On Sunday 02 March 2003 01:10 pm, Jeff Garland wrote:
> I've been experimenting with a couple of modifications of the
> boostbook-xsl/docbook.xsl to support the generation of a 'Proposal Article'
> instead of the boost documentation. I use a different top level .xml file
> which includes some of the .xml files from the boost documentation as well
> as others suited only to my proposal article.
>
> In the xsl script I changed the result of output to create a docbook
> 'article' element instead of a 'book' element for the toplevel boostbook
> match.  Using the docbook-xsl-1.60.1/onchunk.xsl to transform to html
> creates a nice TOC with the proposal in a single html file.

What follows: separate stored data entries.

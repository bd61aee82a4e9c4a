// Copyright 2025 Crrow
//
// Licensed under the Apache License, Version 2.0 (the "License");
// you may not use this file except in compliance with the License.
// You may obtain a copy of the License at
//
//      http://www.apache.org/licenses/LICENSE-2.0
//
// Unless required by applicable law or agreed to in writing, software
// distributed under the License is distributed on an "AS IS" BASIS,
// WITHOUT WARRANTIES OR CONDITIONS OF ANY KIND, either express or implied.
// See the License for the specific language governing permissions and
// limitations under the License.

//! TCP transport for [`ProtocolHandler`].

use std::{net::SocketAddr, sync::Arc, time::Duration};

use roost_common_storage_queue::QueueRegistry;
use snafu::ResultExt;
use tokio::{
    io::{AsyncReadExt, AsyncWriteExt},
    net::{TcpListener, TcpStream},
    sync::oneshot,
};
use tokio_util::sync::CancellationToken;
use tracing::{Instrument, debug, info, info_span, warn};

use crate::{
    BindSnafu, MemcacheServerConfig, ParseAddressSnafu, Result, ServiceHandler,
    protocol::ProtocolHandler, stats::ServerStats,
};

const READ_BUFFER_SIZE: usize = 16 * 1024;

/// Binds the listener and spawns the accept loop.
///
/// Each connection gets its own [`ProtocolHandler`]. A client `shutdown`
/// command cancels `shutdown_request` so the owner can stop the broker;
/// [`ServiceHandler::shutdown`] only stops this listener.
///
/// # Errors
/// Returns an error if the bind address cannot be parsed or bound.
pub async fn start_memcache_server(
    config: MemcacheServerConfig,
    registry: Arc<QueueRegistry>,
    shutdown_request: CancellationToken,
) -> Result<ServiceHandler> {
    let bind_addr = config
        .bind_address
        .parse::<SocketAddr>()
        .context(ParseAddressSnafu {
            addr: config.bind_address.clone(),
        })?;
    let listener = TcpListener::bind(bind_addr)
        .await
        .context(BindSnafu { addr: bind_addr })?;
    let local_addr = listener.local_addr().context(BindSnafu { addr: bind_addr })?;

    let stats = Arc::new(ServerStats::default());
    let cancellation_token = CancellationToken::new();
    let (started_tx, started_rx) = oneshot::channel::<()>();
    let token = cancellation_token.clone();

    let join_handle = tokio::spawn(async move {
        info!("memcache server (on {}) started", local_addr);
        let _ = started_tx.send(());
        loop {
            tokio::select! {
                () = token.cancelled() => {
                    info!("memcache server (on {}) received shutdown signal", local_addr);
                    break;
                }
                accepted = listener.accept() => match accepted {
                    Ok((stream, peer)) => {
                        let connection = Connection {
                            registry: Arc::clone(&registry),
                            stats: Arc::clone(&stats),
                            config: config.clone(),
                            stop: token.clone(),
                            shutdown_request: shutdown_request.clone(),
                        };
                        tokio::spawn(
                            connection
                                .serve(stream)
                                .instrument(info_span!("conn", peer = %peer)),
                        );
                    }
                    Err(e) => warn!(error = %e, "Failed to accept connection"),
                },
            }
        }
        info!("memcache server (on {}) task completed", local_addr);
    });

    Ok(ServiceHandler {
        join_handle,
        cancellation_token,
        started_rx: Some(started_rx),
        local_addr,
    })
}

struct Connection {
    registry:         Arc<QueueRegistry>,
    stats:            Arc<ServerStats>,
    config:           MemcacheServerConfig,
    stop:             CancellationToken,
    shutdown_request: CancellationToken,
}

impl Connection {
    async fn serve(self, mut stream: TcpStream) {
        let _guard = self.stats.connection_opened();
        let mut handler = ProtocolHandler::new(
            Arc::clone(&self.registry),
            Arc::clone(&self.stats),
            self.config.max_line_length,
        )
        .with_max_item_size(self.config.max_item_size);
        let idle_timeout = (self.config.idle_timeout_secs > 0)
            .then(|| Duration::from_secs(self.config.idle_timeout_secs));
        let mut buf = vec![0u8; READ_BUFFER_SIZE];
        debug!("Connection opened");

        loop {
            let read = tokio::select! {
                () = self.stop.cancelled() => break,
                read = read_with_timeout(&mut stream, &mut buf, idle_timeout) => read,
            };
            let n = match read {
                Ok(Some(0)) => break,
                Ok(Some(n)) => n,
                Ok(None) => {
                    debug!(
                        pending_set = handler.is_awaiting_data(),
                        "Idle timeout, closing connection"
                    );
                    break;
                }
                Err(e) => {
                    debug!(error = %e, "Read failed");
                    break;
                }
            };

            let reply = handler.receive(&buf[..n]);
            if !reply.response.is_empty() {
                if let Err(e) = stream.write_all(&reply.response).await {
                    debug!(error = %e, "Write failed");
                    break;
                }
            }
            if reply.shutdown {
                self.shutdown_request.cancel();
                break;
            }
            if reply.close {
                break;
            }
        }

        if let Err(e) = stream.shutdown().await {
            debug!(error = %e, "Socket shutdown failed");
        }
        debug!("Connection closed");
    }
}

/// `Ok(None)` when no byte arrived within `timeout`.
async fn read_with_timeout(
    stream: &mut TcpStream,
    buf: &mut [u8],
    timeout: Option<Duration>,
) -> std::io::Result<Option<usize>> {
    match timeout {
        Some(timeout) => match tokio::time::timeout(timeout, stream.read(buf)).await {
            Ok(read) => read.map(Some),
            Err(_elapsed) => Ok(None),
        },
        None => stream.read(buf).await.map(Some),
    }
}
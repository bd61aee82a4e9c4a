// Copyright 2025 Crrow
//
// Licensed under the Apache License, Version 2.0 (the "License");
// you may not use this file except in compliance with the License.
// You may obtain a copy of the License at
//
//      http://www.apache.org/licenses/LICENSE-2.0
//
// Unless required by applicable law or agreed to in writing, software
// distributed under the License is distributed on an "AS IS" BASIS,
// WITHOUT WARRANTIES OR CONDITIONS OF ANY KIND, either express or implied.
// See the License for the specific language governing permissions and
// limitations under the License.

//! Stored item envelope.
//!
//! ```text
//! ┌──────────────────┬──────────────────────┐
//! │ Expiry (4B LE)   │ Payload (variable)   │
//! └──────────────────┴──────────────────────┘
//! ```
//!
//! Expiry is an absolute unix timestamp in seconds; `0` never expires.

use bytes::{Buf, BufMut, Bytes, BytesMut};
use snafu::ensure;

use crate::protocol::{MalformedEnvelopeSnafu, ProtocolError};

const EXPIRY_SIZE: usize = 4;

/// Packs `payload` with its expiry for storage.
pub fn pack(expiry: u32, payload: &[u8]) -> Bytes {
    let mut buf = BytesMut::with_capacity(EXPIRY_SIZE + payload.len());
    buf.put_u32_le(expiry);
    buf.put_slice(payload);
    buf.freeze()
}

/// Splits a stored item into `(expiry, payload)` without copying the payload.
pub fn unpack(mut item: Bytes) -> Result<(u32, Bytes), ProtocolError> {
    ensure!(
        item.len() >= EXPIRY_SIZE,
        MalformedEnvelopeSnafu { len: item.len() }
    );
    let expiry = item.get_u32_le();
    Ok((expiry, item))
}

/// Whether an item with `expiry` is still live at `now` (unix seconds).
pub fn is_live(expiry: u32, now: i64) -> bool { expiry == 0 || i64::from(expiry) >= now }

#[cfg(test)]
mod tests {
    use super::*;

    #[test]
    fn test_pack_layout() {
        let item = pack(0x0102_0304, b"hi");
        assert_eq!(&item[..], &[0x04, 0x03, 0x02, 0x01, b'h', b'i']);
    }

    #[test]
    fn test_unpack_empty_payload() {
        let (expiry, payload) = unpack(pack(7, b"")).unwrap();
        assert_eq!(expiry, 7);
        assert!(payload.is_empty());
    }

    #[test]
    fn test_unpack_rejects_short_item() {
        assert!(matches!(
            unpack(Bytes::from_static(b"ab")),
            Err(ProtocolError::MalformedEnvelope { len: 2, .. })
        ));
    }

    #[test]
    fn test_liveness() {
        assert!(is_live(0, 1_000));
        assert!(is_live(1_000, 1_000));
        assert!(is_live(1_010, 1_000));
        assert!(!is_live(990, 1_000));
    }
}
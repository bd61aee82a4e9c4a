// Copyright 2025 Crrow
//
// Licensed under the Apache License, Version 2.0 (the "License");
// you may not use this file except in compliance with the License.
// You may obtain a copy of the License at
//
//      http://www.apache.org/licenses/LICENSE-2.0
//
// Unless required by applicable law or agreed to in writing, software
// distributed under the License is distributed on an "AS IS" BASIS,
// WITHOUT WARRANTIES OR CONDITIONS OF ANY KIND, either express or implied.
// See the License for the specific language governing permissions and
// limitations under the License.

fn main() -> Result<(), Box<dyn std::error::Error>> {
    shadow_rs::ShadowBuilder::builder().build()?;
    Ok(())
}
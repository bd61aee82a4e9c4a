// Copyright 2025 Crrow
//
// Licensed under the Apache License, Version 2.0 (the "License");
// you may not use this file except in compliance with the License.
// You may obtain a copy of the License at
//
//      http://www.apache.org/licenses/LICENSE-2.0
//
// Unless required by applicable law or agreed to in writing, software
// distributed under the License is distributed on an "AS IS" BASIS,
// WITHOUT WARRANTIES OR CONDITIONS OF ANY KIND, either express or implied.
// See the License for the specific language governing permissions and
// limitations under the License.

//! Panic hook that routes panics through `tracing`, plus optional parking_lot
//! deadlock detection.

#[cfg(feature = "deadlock_detection")]
use std::time::Duration;
use std::panic;

use backtrace::Backtrace;

/// Replaces the default panic handler with one that logs the panic message,
/// its location and a backtrace as an error event, then chains to the
/// previous hook.
///
/// With the `deadlock_detection` feature, also spawns a thread that checks
/// parking_lot locks every five seconds.
pub fn set_panic_hook() {
    let default_hook = panic::take_hook();
    panic::set_hook(Box::new(move |panic| {
        let backtrace = format!("{:?}", Backtrace::new());
        if let Some(location) = panic.location() {
            tracing::error!(
                message = %panic,
                backtrace = %backtrace,
                panic.file = location.file(),
                panic.line = location.line(),
                panic.column = location.column(),
            );
        } else {
            tracing::error!(message = %panic, backtrace = %backtrace);
        }
        default_hook(panic);
    }));

    #[cfg(feature = "deadlock_detection")]
    let _ = std::thread::Builder::new()
        .name("deadlock-detector".to_string())
        .spawn(move || {
            loop {
                std::thread::sleep(Duration::from_secs(5));
                let deadlocks = parking_lot::deadlock::check_deadlock();
                if deadlocks.is_empty() {
                    continue;
                }

                tracing::error!("{} deadlocks detected", deadlocks.len());
                for (i, threads) in deadlocks.iter().enumerate() {
                    tracing::error!("Deadlock #{}", i);
                    for t in threads {
                        tracing::error!("Thread Id {:#?}", t.thread_id());
                        tracing::error!("{:#?}", t.backtrace());
                    }
                }
            }
        });
}
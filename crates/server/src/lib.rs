// Copyright 2025 Crrow
//
// Licensed under the Apache License, Version 2.0 (the "License");
// you may not use this file except in compliance with the License.
// You may obtain a copy of the License at
//
//      http://www.apache.org/licenses/LICENSE-2.0
//
// Unless required by applicable law or agreed to in writing, software
// distributed under the License is distributed on an "AS IS" BASIS,
// WITHOUT WARRANTIES OR CONDITIONS OF ANY KIND, either express or implied.
// See the License for the specific language governing permissions and
// limitations under the License.

//! memcache text protocol front end for roost queues.
//!
//! [`protocol::ProtocolHandler`] turns bytes into queue operations;
//! [`memcache::start_memcache_server`] drives one handler per TCP
//! connection.

pub mod command;
pub mod config;
pub mod envelope;
pub mod memcache;
pub mod protocol;
pub mod stats;

use std::net::SocketAddr;

pub use config::MemcacheServerConfig;
pub use memcache::start_memcache_server;
pub use protocol::{ProtocolError, ProtocolHandler, Reply};
use snafu::{ResultExt, Snafu};
pub use stats::ServerStats;
use tokio::{sync::oneshot::Receiver, task::JoinHandle};
use tokio_util::sync::CancellationToken;

#[derive(Snafu, Debug)]
#[snafu(visibility(pub))]
pub enum Error {
    #[snafu(display("Failed to bind {addr}"))]
    Bind {
        addr:   SocketAddr,
        #[snafu(source)]
        source: std::io::Error,
    },

    #[snafu(display("Failed to parse address {addr}"))]
    ParseAddress {
        addr:   String,
        #[snafu(source)]
        source: std::net::AddrParseError,
    },

    #[snafu(display("Server task failed"))]
    TaskJoin {
        #[snafu(source)]
        source: tokio::task::JoinError,
    },
}

pub type Result<T> = std::result::Result<T, Error>;

/// Handle for managing a running listener.
///
/// The handle uses a cancellation token for graceful shutdown: cancelling
/// it stops the accept loop and makes every open connection finish its
/// current reply and close.
pub struct ServiceHandler {
    /// Join handle for the accept loop
    join_handle:        JoinHandle<()>,
    /// Token for signalling shutdown
    cancellation_token: CancellationToken,
    /// Receiver for server start notification
    started_rx:         Option<Receiver<()>>,
    /// Address actually bound, useful with port 0
    local_addr:         SocketAddr,
}

impl ServiceHandler {
    /// Waits until the accept loop is running. Returns immediately on later
    /// calls.
    pub async fn wait_for_start(&mut self) -> Result<()> {
        if let Some(started_rx) = self.started_rx.take() {
            // A dropped sender means the task already ended; wait_for_stop
            // reports why.
            let _ = started_rx.await;
        }
        Ok(())
    }

    /// Waits for the accept loop to finish. Use after [`Self::shutdown`].
    pub async fn wait_for_stop(self) -> Result<()> {
        self.join_handle.await.context(TaskJoinSnafu)
    }

    /// Signals the listener to stop accepting and close its connections.
    pub fn shutdown(&self) { self.cancellation_token.cancel(); }

    pub fn is_finished(&self) -> bool { self.join_handle.is_finished() }

    pub const fn local_addr(&self) -> SocketAddr { self.local_addr }
}
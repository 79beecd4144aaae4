#[cfg(test)]
mod __test__ {
  use crate::arena::{mmap_as_slice, Arena};
  use tempfile::tempdir;

  #[test]
  fn add_returns_stable_1_based_indices() {
    let mut arena: Arena<u64> = Arena::new(4);
    assert_eq!(arena.add(10).unwrap(), 1);
    assert_eq!(arena.add(20).unwrap(), 2);
    assert_eq!(arena.add(30).unwrap(), 3);
    assert_eq!(arena.len(), 3);
  }

  #[test]
  fn in_memory_arena_flush_is_noop() {
    let mut arena: Arena<u64> = Arena::new(4);
    arena.add(1).unwrap();
    arena.flush().unwrap();
    assert_eq!(arena.len(), 1);
  }

  #[test]
  fn empty_backed_arena_maps_to_none() {
    let dir = tempdir().unwrap();
    let path = dir.path().join("items");
    let mut arena: Arena<u64> = Arena::with_backing_file(4, &path).unwrap();
    arena.flush().unwrap();
    assert!(arena.into_mmap().unwrap().is_none());
  }

  #[test]
  fn flush_then_mmap_round_trips_records() {
    let dir = tempdir().unwrap();
    let path = dir.path().join("items");
    let mut arena: Arena<u64> = Arena::with_backing_file(2, &path).unwrap();
    for v in [11u64, 22, 33, 44, 55] {
      arena.add(v).unwrap();
    }
    arena.flush().unwrap();
    let mmap = arena.into_mmap().unwrap().expect("non-empty arena maps");
    let slice: &[u64] = unsafe { mmap_as_slice(&mmap) };
    assert_eq!(slice, &[11, 22, 33, 44, 55]);
  }

  #[test]
  fn get_reads_back_unflushed_records_by_1_based_index() {
    let mut arena: Arena<u64> = Arena::new(4);
    arena.add(10).unwrap();
    arena.add(20).unwrap();
    assert_eq!(arena.get(1), Some(&10));
    assert_eq!(arena.get(2), Some(&20));
    assert_eq!(arena.get(3), None);
    assert_eq!(arena.as_slice(), &[10, 20]);
  }

  #[test]
  fn get_returns_none_for_flushed_records() {
    let dir = tempdir().unwrap();
    let path = dir.path().join("items");
    let mut arena: Arena<u64> = Arena::with_backing_file(2, &path).unwrap();
    arena.add(1).unwrap();
    arena.flush().unwrap();
    arena.add(2).unwrap();
    // index 1 was flushed out of the in-memory tail; only index 2 remains resident.
    assert_eq!(arena.get(1), None);
    assert_eq!(arena.get(2), Some(&2));
  }

  #[test]
  fn flush_is_incremental() {
    let dir = tempdir().unwrap();
    let path = dir.path().join("items");
    let mut arena: Arena<u64> = Arena::with_backing_file(3, &path).unwrap();
    arena.add(1).unwrap();
    arena.add(2).unwrap();
    arena.flush().unwrap();
    arena.add(3).unwrap();
    arena.flush().unwrap();
    let mmap = arena.into_mmap().unwrap().unwrap();
    let slice: &[u64] = unsafe { mmap_as_slice(&mmap) };
    assert_eq!(slice, &[1, 2, 3]);
  }

  #[test]
  fn add_flushes_opportunistically_once_increment_is_reached() {
    let dir = tempdir().unwrap();
    let path = dir.path().join("items");
    let mut arena: Arena<u64> = Arena::with_backing_file(2, &path).unwrap();
    arena.add(1).unwrap();
    // still under the increment: nothing flushed yet, so index 1 is still in the tail.
    assert_eq!(arena.get(1), Some(&1));
    arena.add(2).unwrap();
    // reaching the increment triggers a flush with no explicit `flush()` call: both records
    // left the in-memory tail, even though only `add` was called.
    assert_eq!(arena.get(1), None);
    assert_eq!(arena.get(2), None);
    assert_eq!(arena.len(), 2);

    arena.add(3).unwrap();
    assert_eq!(arena.get(3), Some(&3));

    arena.flush().unwrap();
    let mmap = arena.into_mmap().unwrap().unwrap();
    let slice: &[u64] = unsafe { mmap_as_slice(&mmap) };
    assert_eq!(slice, &[1, 2, 3]);
  }
}
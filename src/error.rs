//! Error taxonomy for the constructor.
//!
//! A flat, closed enum rather than `Box<dyn std::error::Error>` or an opaque string, so callers
//! can match on the failure kind (`Error::ValueTooLong`, etc.). Modeled on the reference C
//! library's Rust binding, which exposes the same shape of enum for the equivalent FFI error
//! codes.

use std::fmt;
use std::io;

#[derive(Debug)]
pub enum Error {
  /// Allocation failed, or a lexicon ran out of distinct value ids (`u32::MAX` per field).
  NoMem,
  /// Opening a file under the output directory failed.
  IoOpen(io::Error),
  /// Reading from a file (e.g. the flushed items temp file) failed.
  IoRead(io::Error),
  /// Writing to a file under the output directory failed.
  IoWrite(io::Error),
  /// Closing a file handle failed.
  IoClose(io::Error),
  /// Truncating/sizing a file failed.
  IoTruncate(io::Error),
  /// `open` was called on a constructor that was already opened.
  HandleAlreadyOpened,
  /// More field names were supplied than `MAX_NUM_FIELDS`.
  TooManyFields,
  /// Two or more field names were identical.
  DuplicateFields,
  /// A field name was empty, too long, contained an illegal byte, or was `"time"`.
  InvalidFieldname,
  /// A value passed to `add` exceeded `MAX_VALUE_SIZE`.
  ValueTooLong,
  /// The number of distinct trails exceeded `MAX_NUM_TRAILS`.
  TooManyTrails,
  /// A lexicon's serialized size exceeded `MAX_LEXICON_SIZE`.
  LexiconTooLarge,
  /// `append`'s source field count/names did not match this constructor's fields.
  AppendFieldsMismatch,
}

impl fmt::Display for Error {
  fn fmt(&self, f: &mut fmt::Formatter<'_>) -> fmt::Result {
    match self {
      Error::NoMem => write!(f, "out of memory"),
      Error::IoOpen(e) => write!(f, "failed to open file: {e}"),
      Error::IoRead(e) => write!(f, "failed to read file: {e}"),
      Error::IoWrite(e) => write!(f, "failed to write file: {e}"),
      Error::IoClose(e) => write!(f, "failed to close file: {e}"),
      Error::IoTruncate(e) => write!(f, "failed to truncate/size file: {e}"),
      Error::HandleAlreadyOpened => write!(f, "constructor was already opened"),
      Error::TooManyFields => write!(f, "too many fields"),
      Error::DuplicateFields => write!(f, "duplicate field names"),
      Error::InvalidFieldname => write!(f, "invalid field name"),
      Error::ValueTooLong => write!(f, "value exceeds the maximum allowed length"),
      Error::TooManyTrails => write!(f, "too many trails"),
      Error::LexiconTooLarge => write!(f, "lexicon exceeds the maximum allowed size"),
      Error::AppendFieldsMismatch => write!(f, "appended database's fields do not match"),
    }
  }
}

impl std::error::Error for Error {
  fn source(&self) -> Option<&(dyn std::error::Error + 'static)> {
    match self {
      Error::IoOpen(e) | Error::IoRead(e) | Error::IoWrite(e) | Error::IoClose(e) | Error::IoTruncate(e) => Some(e),
      _ => None,
    }
  }
}

pub type Result<T> = std::result::Result<T, Error>;
//! The external encoder contract.
//!
//! The encoder — the component that compresses the mapped item stream into the packed trail
//! file (`trails.data`/`trails.toc`) — is explicitly out of scope for this crate (see
//! SPEC_FULL.md §1). `finalize` only needs *a* call site with the right shape to hand off to;
//! that shape is this trait.

use crate::cons::Cons;
use crate::error::Result;
use crate::item::Item;

/// Invoked by `Cons::finalize` once the lexicons, uuids, and version files have been written.
pub trait Encoder {
  /// `mapped_items` is the read-only view of the flushed items arena (empty if there were no
  /// events or no fields — see `Cons::finalize`).
  fn encode(&mut self, cons: &Cons, mapped_items: &[Item]) -> Result<()>;
}

/// An encoder that does nothing. Useful for exercising the constructor's own on-disk artifacts
/// (`version`, `fields`, `lexicon.*`, `uuids`) in isolation, since the packed trail file itself
/// is produced by a real encoder this crate does not implement.
#[derive(Debug, Default)]
pub struct NoopEncoder;

impl Encoder for NoopEncoder {
  fn encode(&mut self, _cons: &Cons, _mapped_items: &[Item]) -> Result<()> {
    Ok(())
  }
}
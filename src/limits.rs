//! Size ceilings and other compile-time constants shared across the constructor.
//!
//! Mirrors the `TDB_MAX_*` family of constants in the reference engine. `MAX_NUM_FIELDS`,
//! `MAX_VALUE_SIZE`, `MAX_LEXICON_SIZE`, and `MAX_FIELDNAME_LENGTH` are tunable ceilings; the
//! values below are this implementation's concrete defaults (see DESIGN.md).

/// Maximum number of output fields a single constructor may be opened with.
pub const MAX_NUM_FIELDS: usize = 4096;

/// Maximum number of trails (distinct UUIDs), chosen so `|trails| * 16 <= i64::MAX`.
pub const MAX_NUM_TRAILS: u64 = (1u64 << 59) - 1;

/// Maximum length, in bytes, of a single field value passed to `add`.
pub const MAX_VALUE_SIZE: u64 = 62_500_000;

/// Maximum serialized size, in bytes, of any one field's lexicon file.
pub const MAX_LEXICON_SIZE: u64 = 1 << 34;

/// Maximum length, in bytes, of a field name (the name itself must be strictly shorter).
pub const MAX_FIELDNAME_LENGTH: usize = 512;

/// Legal characters in a field name: ASCII letters, digits, and underscore.
pub fn is_fieldname_char(byte: u8) -> bool {
  byte.is_ascii_alphanumeric() || byte == b'_'
}

/// Field name reserved for the implicit timestamp column.
pub const RESERVED_FIELDNAME: &str = "time";

/// Latest on-disk format version written by `store_version`.
pub const VERSION_LATEST: u64 = 1;

/// Growth increment, in records, for the events arena.
pub const EVENTS_ARENA_INCREMENT: usize = 1_000_000;

/// Growth increment, in records, for the items arena.
pub const ITEMS_ARENA_INCREMENT: usize = 1_000_000;
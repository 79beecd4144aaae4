//! Writes the `version` and `fields` files.
//!
//! Ported from the reference encoder's `store_version` (decimal text, no trailing newline) and
//! the per-field-name loop in `store_lexicons` (one name per line).

use std::fs::File;
use std::io::Write;
use std::path::Path;

use crate::error::{Error, Result};
use crate::limits::VERSION_LATEST;

pub fn store_version(path: &Path) -> Result<()> {
  let mut file = File::create(path).map_err(Error::IoOpen)?;
  write!(file, "{VERSION_LATEST}").map_err(Error::IoWrite)
}

pub fn store_fields(field_names: &[String], path: &Path) -> Result<()> {
  let mut file = File::create(path).map_err(Error::IoOpen)?;
  for name in field_names {
    writeln!(file, "{name}").map_err(Error::IoWrite)?;
  }
  Ok(())
}
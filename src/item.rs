//! The packed `(field, value-id)` item encoding and the small value types that travel alongside it.
//!
//! The item layout is an implementation decision local to this constructor, since the bijection
//! is otherwise the external encoder's business: the low 16 bits hold the 1-based field index,
//! the high 48 bits hold the value id. `field = 0` never occurs for a real item (fields are
//! 1-based); it is reserved for the zero-item end-of-event delimiter.

/// An opaque 16-byte subject identifier. Two UUIDs compare by raw bytes.
pub type Uuid = [u8; 16];

/// Event timestamp, caller-defined units (commonly Unix epoch seconds or milliseconds).
pub type Timestamp = u64;

/// A 1-based output field index.
pub type Field = u32;

/// A 1-based value id within one field's lexicon; `0` means "null".
pub type Val = u64;

/// A packed `(field, value-id)` pair.
pub type Item = u64;

const FIELD_BITS: u32 = 16;
const FIELD_MASK: u64 = (1 << FIELD_BITS) - 1;

/// Packs `field` and `val` into a single item. `make_item(f, 0)` is the null value for field `f`.
#[inline]
pub fn make_item(field: Field, val: Val) -> Item {
  debug_assert!((field as u64) <= FIELD_MASK, "field index does not fit in the item encoding");
  ((val << FIELD_BITS) | (field as u64 & FIELD_MASK)) as Item
}

/// Recovers the field index packed into `item`.
#[inline]
pub fn field_of(item: Item) -> Field {
  (item & FIELD_MASK) as Field
}

/// Recovers the value id packed into `item`.
#[inline]
pub fn val_of(item: Item) -> Val {
  item >> FIELD_BITS
}

/// `true` if `item` encodes the null value for its field.
#[inline]
pub fn is_null(item: Item) -> bool {
  val_of(item) == 0
}

#[cfg(test)]
mod __test__ {
  use super::*;

  #[test]
  fn roundtrips_field_and_val() {
    let item = make_item(7, 12345);
    assert_eq!(field_of(item), 7);
    assert_eq!(val_of(item), 12345);
    assert!(!is_null(item));
  }

  #[test]
  fn make_item_zero_val_is_null() {
    let item = make_item(3, 0);
    assert_eq!(field_of(item), 3);
    assert!(is_null(item));
  }

  #[test]
  fn large_field_and_val_survive_roundtrip() {
    let item = make_item(65535, (1u64 << 48) - 1);
    assert_eq!(field_of(item), 65535);
    assert_eq!(val_of(item), (1u64 << 48) - 1);
  }
}
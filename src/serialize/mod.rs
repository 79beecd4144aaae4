//! On-disk artifact writers invoked by `Cons::finalize`.
//!
//! Each submodule owns one artifact family, mirroring the reference encoder's `store_lexicons` /
//! `store_uuids` / `store_version` split (see `tdb_cons.c`).

pub mod lexicon;
pub mod metadata;
pub mod uuids;
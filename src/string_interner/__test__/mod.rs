#[cfg(test)]
mod __test__ {
  use crate::string_interner::Lexicon;

  #[test]
  fn insert_new_value_returns_increasing_ids() {
    let mut lex = Lexicon::new();
    assert_eq!(lex.insert(b"alice").unwrap(), 1);
    assert_eq!(lex.insert(b"bob").unwrap(), 2);
    assert_eq!(lex.num_keys(), 2);
  }

  #[test]
  fn duplicate_insert_returns_same_id() {
    let mut lex = Lexicon::new();
    let id1 = lex.insert(b"bob").unwrap();
    let id2 = lex.insert(b"bob").unwrap();
    assert_eq!(id1, id2);
    assert_eq!(lex.num_keys(), 1);
  }

  #[test]
  fn value_looks_up_bytes_by_id() {
    let mut lex = Lexicon::new();
    let id = lex.insert(b"click").unwrap();
    assert_eq!(lex.value(id), Some(b"click".as_slice()));
    assert_eq!(lex.value(0), None);
    assert_eq!(lex.value(id + 1), None);
  }

  #[test]
  fn values_size_sums_byte_lengths() {
    let mut lex = Lexicon::new();
    lex.insert(b"abc").unwrap();
    lex.insert(b"de").unwrap();
    lex.insert(b"abc").unwrap(); // duplicate, must not double-count
    assert_eq!(lex.values_size(), 5);
  }

  #[test]
  fn fold_visits_every_id_in_order_exactly_once() {
    let mut lex = Lexicon::new();
    lex.insert(b"x").unwrap();
    lex.insert(b"y").unwrap();
    lex.insert(b"z").unwrap();

    let mut seen = Vec::new();
    lex.fold(|id, bytes| seen.push((id, bytes.to_vec())));

    assert_eq!(
      seen,
      vec![(1, b"x".to_vec()), (2, b"y".to_vec()), (3, b"z".to_vec())]
    );
  }

  #[test]
  fn byte_equal_but_hash_colliding_values_are_distinguished() {
    // Two distinct byte strings must never be treated as the same interned value even if a
    // naive hash happened to collide. We can't force a real FNV collision here, but inserting
    // many distinct short strings and confirming every one round-trips through `value`
    // exercises the same "identity is bytes, not hash" property end to end.
    let mut lex = Lexicon::new();
    let mut ids = Vec::new();
    for i in 0u32..200 {
      ids.push(lex.insert(&i.to_le_bytes()).unwrap());
    }
    for (i, id) in ids.iter().enumerate() {
      assert_eq!(lex.value(*id), Some((i as u32).to_le_bytes().as_slice()));
    }
  }
}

Does this do a better job than the BoostBook html-single.xsl? 

> So in my travels to do this I have come across a couple things that
> have me wondering.
>
> 1) Should we be using Docbook Set?
> In the current boostbook transformation we create the entire
> boost documentation as a Docbook 'book' element and each library
> then becomes a chapter.  But Docbook also supports the idea of
> a Documentation set which allows for indexing of multiple books
> in a combined set of docs.  I'm wondering if there would be some
> advantage to in converting to a docbook book for each library?
> I haven't done any experiments, so I'm hoping someone with more
> experience with docbook will make suggestions here...

The only advantage I can see of using a set (I haven't tried!) is that it will 
give us another level in the hierarchy. Things can get pretty deeply nested 
in library documentation, and there is a warning that some processing systems 
act badly when there are many nested sections (I can think of one example: 
HTML only has <h1> to <h6>, no further). Anyway, I'll try it out sometime.

> 2) How many levels of TOC?
> With the default processing of the docbooks xsl stylesheets
> the TOC defaults to 2 levels of depth:
>
> That is, currently
>
>   <section id="1st level">
>     <section id="2nd level">
>        <section id="3rd level">
>
> will only include up to "2nd level" in the TOC.  This is
> pretty limiting for even moderately complex docs.  So
> I've figured out that we can set toc.section.depth parameter
> when using the docbook scripts.  If we need to set these
> types of parameters we will either need to do this as a
> set of command line parameters in the Jamfile or as a
> wrapper xsl script.  Any thoughts on how we want to handle
> these?
>
> Jeff

I think we should do both. We have customization XSL stylesheets for DocBook 
HTML and FO output already (see boostbook-xsl/html.xsl, 
boostbook-xsl/html-single.xsl, and boostbook-xsl/fo.xsl), and anything we 
consider a good default should go into those. However, I would _really_ like 
for the Jam rules to be able to customize these parameters further; maybe add 
Jam "features" for stylesheet parameters, so one could add, e.g.,  
"<toc.section.depth>3" to the command line to set a stylesheet parameter (the 
same syntax would work within a Jamfile).